▶ What is needed: Look over the entries and say how many lines include the word "Runs". Only the number, please.

Saved data entries:
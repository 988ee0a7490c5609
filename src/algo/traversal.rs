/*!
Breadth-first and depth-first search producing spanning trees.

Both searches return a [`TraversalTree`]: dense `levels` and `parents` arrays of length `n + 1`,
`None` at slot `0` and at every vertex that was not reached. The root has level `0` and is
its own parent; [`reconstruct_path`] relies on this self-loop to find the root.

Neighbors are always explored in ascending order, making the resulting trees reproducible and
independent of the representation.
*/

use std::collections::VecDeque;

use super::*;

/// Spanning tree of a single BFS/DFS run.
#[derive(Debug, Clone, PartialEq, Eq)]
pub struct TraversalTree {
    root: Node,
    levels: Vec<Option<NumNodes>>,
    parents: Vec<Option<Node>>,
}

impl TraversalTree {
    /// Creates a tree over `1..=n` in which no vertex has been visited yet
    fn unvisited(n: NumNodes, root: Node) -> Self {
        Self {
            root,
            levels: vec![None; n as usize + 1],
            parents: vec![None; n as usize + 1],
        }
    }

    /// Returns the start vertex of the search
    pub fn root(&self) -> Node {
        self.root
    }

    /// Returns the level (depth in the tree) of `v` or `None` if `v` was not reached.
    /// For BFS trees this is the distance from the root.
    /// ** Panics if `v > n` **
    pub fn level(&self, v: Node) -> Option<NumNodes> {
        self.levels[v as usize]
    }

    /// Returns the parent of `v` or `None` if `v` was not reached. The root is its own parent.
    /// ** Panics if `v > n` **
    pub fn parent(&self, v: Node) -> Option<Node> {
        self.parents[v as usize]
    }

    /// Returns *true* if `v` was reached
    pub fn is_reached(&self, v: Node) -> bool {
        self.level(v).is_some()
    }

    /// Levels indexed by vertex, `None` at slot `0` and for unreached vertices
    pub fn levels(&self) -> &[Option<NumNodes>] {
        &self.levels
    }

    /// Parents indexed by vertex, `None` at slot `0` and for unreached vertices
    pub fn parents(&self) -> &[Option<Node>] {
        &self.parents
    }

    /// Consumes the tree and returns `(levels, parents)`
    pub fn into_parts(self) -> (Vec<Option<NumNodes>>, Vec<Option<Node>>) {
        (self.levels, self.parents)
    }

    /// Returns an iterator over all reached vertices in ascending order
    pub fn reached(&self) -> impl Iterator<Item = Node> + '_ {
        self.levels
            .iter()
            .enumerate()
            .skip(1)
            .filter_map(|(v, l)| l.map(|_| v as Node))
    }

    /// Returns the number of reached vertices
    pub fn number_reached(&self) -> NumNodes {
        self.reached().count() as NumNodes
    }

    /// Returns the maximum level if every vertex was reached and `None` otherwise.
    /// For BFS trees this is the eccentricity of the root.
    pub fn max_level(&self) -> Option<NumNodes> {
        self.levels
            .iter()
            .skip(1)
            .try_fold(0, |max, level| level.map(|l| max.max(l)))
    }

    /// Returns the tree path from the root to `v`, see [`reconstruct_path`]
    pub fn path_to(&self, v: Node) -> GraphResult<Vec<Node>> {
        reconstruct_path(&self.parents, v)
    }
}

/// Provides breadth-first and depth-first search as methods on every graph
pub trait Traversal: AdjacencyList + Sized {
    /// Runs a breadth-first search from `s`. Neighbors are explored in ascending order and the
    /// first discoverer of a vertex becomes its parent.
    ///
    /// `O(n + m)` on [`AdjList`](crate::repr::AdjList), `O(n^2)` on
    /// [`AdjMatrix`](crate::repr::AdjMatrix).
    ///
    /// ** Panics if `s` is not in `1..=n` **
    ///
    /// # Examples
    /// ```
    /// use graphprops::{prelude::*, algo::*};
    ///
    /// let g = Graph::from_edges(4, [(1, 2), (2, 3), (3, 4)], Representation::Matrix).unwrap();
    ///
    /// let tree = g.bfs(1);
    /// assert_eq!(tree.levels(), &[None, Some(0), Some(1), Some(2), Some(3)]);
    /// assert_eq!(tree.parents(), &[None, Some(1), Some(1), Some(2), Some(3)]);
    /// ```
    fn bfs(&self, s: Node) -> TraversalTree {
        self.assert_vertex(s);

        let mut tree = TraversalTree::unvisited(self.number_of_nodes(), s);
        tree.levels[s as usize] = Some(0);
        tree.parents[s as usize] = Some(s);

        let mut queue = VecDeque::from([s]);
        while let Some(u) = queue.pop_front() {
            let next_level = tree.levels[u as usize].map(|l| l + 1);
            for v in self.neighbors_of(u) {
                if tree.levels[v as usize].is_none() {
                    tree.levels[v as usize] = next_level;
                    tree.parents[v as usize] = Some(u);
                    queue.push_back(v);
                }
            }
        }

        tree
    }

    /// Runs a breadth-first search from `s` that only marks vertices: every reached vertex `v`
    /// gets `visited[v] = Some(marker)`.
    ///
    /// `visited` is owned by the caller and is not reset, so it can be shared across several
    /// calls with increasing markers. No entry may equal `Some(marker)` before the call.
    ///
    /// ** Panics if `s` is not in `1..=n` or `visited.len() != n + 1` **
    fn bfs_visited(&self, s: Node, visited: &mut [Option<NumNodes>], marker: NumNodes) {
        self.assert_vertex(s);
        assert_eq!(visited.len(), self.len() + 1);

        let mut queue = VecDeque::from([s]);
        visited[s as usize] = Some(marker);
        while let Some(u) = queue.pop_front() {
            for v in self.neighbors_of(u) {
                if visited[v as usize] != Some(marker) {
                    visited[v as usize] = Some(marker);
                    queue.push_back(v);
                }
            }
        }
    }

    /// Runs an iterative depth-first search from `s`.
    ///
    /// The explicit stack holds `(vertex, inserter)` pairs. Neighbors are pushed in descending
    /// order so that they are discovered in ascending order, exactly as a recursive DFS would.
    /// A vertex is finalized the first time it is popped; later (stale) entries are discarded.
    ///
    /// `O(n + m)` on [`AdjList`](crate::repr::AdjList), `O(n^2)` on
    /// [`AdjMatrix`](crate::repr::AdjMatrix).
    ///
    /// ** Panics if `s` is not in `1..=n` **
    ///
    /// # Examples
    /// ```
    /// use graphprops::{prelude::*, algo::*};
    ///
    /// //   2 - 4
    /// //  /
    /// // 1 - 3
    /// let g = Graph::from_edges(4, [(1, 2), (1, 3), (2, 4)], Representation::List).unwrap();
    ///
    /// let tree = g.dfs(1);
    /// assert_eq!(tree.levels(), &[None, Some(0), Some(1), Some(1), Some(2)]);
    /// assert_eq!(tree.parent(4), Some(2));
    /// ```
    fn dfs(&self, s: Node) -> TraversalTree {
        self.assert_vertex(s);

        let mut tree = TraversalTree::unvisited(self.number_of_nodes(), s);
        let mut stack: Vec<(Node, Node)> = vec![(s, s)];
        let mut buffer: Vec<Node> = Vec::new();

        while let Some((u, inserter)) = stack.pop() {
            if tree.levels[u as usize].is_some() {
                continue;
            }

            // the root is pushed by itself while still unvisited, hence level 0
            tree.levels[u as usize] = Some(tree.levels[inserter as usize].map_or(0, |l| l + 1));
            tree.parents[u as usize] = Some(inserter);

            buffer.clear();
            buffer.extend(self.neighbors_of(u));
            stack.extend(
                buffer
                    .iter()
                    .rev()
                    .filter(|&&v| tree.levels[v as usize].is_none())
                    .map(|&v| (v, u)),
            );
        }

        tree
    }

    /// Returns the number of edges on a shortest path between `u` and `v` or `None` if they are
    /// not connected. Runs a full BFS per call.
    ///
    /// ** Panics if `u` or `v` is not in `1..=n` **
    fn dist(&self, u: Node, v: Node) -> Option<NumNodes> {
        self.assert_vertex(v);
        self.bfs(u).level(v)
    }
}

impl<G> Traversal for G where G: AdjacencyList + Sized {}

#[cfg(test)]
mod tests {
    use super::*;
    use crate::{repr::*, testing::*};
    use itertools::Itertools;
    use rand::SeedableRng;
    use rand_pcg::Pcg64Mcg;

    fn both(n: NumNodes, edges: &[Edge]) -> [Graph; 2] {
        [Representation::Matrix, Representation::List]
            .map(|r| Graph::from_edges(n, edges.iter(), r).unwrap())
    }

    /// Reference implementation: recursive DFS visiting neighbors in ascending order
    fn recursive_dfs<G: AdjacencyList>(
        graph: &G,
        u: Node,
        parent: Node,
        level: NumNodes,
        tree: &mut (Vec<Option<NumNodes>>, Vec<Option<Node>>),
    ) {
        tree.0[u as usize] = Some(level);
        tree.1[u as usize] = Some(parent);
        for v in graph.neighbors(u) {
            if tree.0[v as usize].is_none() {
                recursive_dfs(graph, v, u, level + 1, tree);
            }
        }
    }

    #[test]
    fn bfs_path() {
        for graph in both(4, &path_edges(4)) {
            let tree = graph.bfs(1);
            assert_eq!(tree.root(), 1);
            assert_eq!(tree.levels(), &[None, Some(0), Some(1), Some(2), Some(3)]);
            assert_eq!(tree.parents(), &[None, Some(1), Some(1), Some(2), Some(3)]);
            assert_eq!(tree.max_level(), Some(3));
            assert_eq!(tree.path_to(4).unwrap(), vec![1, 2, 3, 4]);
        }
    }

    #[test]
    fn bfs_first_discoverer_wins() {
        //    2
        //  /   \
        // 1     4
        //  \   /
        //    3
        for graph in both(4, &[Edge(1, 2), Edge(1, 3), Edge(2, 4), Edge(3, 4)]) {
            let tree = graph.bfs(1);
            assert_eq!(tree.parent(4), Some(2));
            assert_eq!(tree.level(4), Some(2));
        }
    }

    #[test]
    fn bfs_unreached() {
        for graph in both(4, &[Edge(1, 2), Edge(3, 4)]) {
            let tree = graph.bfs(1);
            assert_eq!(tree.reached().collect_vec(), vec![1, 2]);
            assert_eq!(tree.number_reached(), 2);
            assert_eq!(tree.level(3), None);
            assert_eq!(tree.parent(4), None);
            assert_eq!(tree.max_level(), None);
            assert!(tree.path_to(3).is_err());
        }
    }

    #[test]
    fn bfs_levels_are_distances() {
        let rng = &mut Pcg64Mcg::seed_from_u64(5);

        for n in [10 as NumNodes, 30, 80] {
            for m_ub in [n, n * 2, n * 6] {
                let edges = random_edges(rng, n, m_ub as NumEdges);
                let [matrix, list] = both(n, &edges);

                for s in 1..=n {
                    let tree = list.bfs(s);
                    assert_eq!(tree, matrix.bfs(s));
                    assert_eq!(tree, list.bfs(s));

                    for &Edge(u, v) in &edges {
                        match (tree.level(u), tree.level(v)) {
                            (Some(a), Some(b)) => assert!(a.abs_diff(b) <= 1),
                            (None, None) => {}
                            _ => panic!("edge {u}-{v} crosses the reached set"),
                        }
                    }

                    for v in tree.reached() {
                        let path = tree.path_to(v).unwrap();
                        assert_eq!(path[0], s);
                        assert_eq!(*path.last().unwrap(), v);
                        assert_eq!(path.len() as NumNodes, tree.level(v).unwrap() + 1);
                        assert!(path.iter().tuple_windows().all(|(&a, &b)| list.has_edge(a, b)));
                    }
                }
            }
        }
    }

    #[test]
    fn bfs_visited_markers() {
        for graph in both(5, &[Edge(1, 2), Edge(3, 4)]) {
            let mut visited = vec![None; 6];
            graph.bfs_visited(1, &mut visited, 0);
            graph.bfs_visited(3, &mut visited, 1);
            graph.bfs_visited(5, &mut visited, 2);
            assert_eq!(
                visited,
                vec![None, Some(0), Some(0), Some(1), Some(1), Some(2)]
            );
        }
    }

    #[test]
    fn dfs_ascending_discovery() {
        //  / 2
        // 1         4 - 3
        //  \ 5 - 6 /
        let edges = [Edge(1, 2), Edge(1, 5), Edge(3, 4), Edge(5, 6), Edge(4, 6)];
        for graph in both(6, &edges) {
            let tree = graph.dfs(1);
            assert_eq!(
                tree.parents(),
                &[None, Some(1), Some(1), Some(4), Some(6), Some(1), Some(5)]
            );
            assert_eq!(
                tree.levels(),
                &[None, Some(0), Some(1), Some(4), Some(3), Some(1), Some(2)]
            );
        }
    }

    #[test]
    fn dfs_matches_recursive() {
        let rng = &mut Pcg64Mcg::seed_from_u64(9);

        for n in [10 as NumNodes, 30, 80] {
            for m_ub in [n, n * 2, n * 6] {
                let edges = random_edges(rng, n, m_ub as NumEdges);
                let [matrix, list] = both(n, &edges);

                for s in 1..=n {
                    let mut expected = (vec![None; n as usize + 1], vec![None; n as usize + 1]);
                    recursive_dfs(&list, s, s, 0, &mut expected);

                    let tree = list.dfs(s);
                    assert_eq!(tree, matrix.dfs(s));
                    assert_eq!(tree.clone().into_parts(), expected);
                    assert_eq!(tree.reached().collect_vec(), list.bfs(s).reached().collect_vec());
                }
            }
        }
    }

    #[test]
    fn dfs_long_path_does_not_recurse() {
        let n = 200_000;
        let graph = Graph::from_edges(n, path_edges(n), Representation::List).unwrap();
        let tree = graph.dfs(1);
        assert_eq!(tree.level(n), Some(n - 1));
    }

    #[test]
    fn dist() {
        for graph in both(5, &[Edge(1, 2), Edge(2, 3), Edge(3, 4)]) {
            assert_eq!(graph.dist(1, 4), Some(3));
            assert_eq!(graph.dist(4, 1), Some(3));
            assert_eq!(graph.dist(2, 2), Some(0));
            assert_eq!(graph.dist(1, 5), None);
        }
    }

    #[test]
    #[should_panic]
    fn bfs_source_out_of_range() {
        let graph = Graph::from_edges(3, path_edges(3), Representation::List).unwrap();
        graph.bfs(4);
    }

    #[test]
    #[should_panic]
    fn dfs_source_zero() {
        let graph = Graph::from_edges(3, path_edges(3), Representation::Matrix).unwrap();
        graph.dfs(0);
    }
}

▶ Answer section: 4